INSTRUCTIONS TO FOLLOW |
What is needed here is every line of the records that includes "ParseKindError".

DATA TO PROCESS |

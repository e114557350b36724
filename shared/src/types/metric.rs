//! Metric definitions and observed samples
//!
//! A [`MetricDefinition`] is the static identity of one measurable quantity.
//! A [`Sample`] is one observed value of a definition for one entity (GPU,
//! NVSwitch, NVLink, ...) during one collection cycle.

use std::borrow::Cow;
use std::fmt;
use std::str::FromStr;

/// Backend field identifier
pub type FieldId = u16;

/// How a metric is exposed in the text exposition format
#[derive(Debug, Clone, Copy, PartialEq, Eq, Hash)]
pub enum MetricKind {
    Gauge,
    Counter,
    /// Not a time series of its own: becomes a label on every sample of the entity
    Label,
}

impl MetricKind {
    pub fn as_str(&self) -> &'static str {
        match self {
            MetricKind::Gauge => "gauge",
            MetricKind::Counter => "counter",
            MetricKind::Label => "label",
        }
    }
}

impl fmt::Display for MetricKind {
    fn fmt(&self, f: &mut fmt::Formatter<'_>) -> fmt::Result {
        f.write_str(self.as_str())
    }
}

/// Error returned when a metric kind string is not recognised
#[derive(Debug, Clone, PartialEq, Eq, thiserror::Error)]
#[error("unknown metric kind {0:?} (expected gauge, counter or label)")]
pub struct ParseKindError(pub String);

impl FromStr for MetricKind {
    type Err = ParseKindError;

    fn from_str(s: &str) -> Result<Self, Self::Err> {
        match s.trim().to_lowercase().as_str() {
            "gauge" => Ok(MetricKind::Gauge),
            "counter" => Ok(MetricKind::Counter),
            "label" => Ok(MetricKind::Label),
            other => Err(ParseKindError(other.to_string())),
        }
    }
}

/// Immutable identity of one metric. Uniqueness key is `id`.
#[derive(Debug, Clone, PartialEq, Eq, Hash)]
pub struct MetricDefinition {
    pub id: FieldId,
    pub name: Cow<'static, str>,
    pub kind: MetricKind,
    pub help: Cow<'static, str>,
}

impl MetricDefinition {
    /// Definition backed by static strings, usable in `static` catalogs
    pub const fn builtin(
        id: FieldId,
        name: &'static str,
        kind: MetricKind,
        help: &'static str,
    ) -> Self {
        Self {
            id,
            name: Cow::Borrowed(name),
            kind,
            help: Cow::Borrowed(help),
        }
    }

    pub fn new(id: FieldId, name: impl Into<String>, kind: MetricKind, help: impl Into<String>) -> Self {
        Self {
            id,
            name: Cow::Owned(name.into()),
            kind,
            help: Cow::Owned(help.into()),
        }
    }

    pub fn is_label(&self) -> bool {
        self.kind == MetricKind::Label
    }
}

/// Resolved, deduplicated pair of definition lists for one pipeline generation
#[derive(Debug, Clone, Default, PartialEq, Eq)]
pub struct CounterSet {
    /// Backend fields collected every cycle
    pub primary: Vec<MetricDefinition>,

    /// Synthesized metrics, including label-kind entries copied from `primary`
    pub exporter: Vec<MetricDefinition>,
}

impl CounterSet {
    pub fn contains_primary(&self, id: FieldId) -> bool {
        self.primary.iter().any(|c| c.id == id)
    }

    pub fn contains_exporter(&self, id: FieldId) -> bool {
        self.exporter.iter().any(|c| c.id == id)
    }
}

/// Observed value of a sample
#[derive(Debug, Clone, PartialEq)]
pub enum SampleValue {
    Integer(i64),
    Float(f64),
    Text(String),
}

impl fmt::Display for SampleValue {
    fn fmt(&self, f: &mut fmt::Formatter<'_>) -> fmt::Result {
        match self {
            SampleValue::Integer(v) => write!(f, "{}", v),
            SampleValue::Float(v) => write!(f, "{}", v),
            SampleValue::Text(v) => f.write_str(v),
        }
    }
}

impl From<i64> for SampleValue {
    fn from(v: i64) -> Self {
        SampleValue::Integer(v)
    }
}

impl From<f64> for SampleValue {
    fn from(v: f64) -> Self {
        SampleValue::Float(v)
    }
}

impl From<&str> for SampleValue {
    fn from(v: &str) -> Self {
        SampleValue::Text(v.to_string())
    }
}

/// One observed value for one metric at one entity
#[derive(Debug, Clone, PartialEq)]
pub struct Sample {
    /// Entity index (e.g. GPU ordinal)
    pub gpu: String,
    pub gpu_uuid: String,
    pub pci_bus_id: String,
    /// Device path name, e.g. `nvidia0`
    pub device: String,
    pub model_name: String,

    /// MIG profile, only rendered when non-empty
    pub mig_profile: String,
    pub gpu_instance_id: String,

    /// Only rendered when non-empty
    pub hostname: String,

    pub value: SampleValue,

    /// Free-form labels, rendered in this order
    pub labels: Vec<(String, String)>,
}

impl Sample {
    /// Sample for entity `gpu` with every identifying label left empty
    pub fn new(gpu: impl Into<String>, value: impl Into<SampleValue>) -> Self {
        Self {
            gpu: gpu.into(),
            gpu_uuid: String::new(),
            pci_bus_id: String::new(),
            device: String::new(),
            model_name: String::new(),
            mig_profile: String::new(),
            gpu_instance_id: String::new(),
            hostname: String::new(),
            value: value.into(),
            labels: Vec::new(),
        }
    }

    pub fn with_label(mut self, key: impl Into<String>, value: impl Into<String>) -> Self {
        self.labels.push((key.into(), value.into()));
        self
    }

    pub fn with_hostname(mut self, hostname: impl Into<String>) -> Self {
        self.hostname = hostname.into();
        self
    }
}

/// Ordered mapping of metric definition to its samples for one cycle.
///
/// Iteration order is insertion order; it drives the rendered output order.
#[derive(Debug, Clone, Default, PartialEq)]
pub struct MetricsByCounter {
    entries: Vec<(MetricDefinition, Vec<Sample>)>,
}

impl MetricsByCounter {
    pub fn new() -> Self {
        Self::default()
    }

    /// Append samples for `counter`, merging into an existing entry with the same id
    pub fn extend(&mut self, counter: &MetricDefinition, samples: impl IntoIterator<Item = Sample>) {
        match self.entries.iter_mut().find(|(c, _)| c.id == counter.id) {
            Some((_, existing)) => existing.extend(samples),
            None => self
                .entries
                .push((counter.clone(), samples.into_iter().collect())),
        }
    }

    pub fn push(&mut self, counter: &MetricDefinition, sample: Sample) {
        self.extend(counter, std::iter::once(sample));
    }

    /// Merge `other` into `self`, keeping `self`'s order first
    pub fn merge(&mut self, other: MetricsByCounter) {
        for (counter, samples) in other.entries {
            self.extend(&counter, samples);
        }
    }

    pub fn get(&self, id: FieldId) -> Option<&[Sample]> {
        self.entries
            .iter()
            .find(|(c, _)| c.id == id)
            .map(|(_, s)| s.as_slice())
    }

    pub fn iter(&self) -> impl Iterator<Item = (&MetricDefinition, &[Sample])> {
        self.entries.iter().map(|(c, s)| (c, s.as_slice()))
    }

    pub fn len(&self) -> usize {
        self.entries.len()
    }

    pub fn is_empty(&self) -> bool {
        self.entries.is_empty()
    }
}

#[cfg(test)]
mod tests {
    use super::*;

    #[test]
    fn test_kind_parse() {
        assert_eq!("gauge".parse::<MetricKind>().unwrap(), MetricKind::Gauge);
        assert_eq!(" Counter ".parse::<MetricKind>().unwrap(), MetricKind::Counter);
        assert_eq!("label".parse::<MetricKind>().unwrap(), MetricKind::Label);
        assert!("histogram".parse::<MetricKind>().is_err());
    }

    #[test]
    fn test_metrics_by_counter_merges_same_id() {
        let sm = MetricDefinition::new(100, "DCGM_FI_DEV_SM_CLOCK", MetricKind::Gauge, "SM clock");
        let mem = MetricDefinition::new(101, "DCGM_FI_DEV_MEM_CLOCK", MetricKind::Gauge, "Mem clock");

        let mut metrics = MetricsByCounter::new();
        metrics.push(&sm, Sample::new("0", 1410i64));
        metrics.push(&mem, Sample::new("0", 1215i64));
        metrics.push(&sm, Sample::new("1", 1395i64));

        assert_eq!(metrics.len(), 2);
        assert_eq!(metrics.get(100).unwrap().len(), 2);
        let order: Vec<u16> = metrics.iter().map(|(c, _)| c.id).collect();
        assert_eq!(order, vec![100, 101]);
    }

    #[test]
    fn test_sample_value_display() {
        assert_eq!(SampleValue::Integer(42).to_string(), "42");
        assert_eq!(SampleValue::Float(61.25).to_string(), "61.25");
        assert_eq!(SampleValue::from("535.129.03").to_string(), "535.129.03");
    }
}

TASK SOLUTION |
pub struct ParseKindError(pub String);
    type Err = ParseKindError;
            other => Err(ParseKindError(other.to_string())),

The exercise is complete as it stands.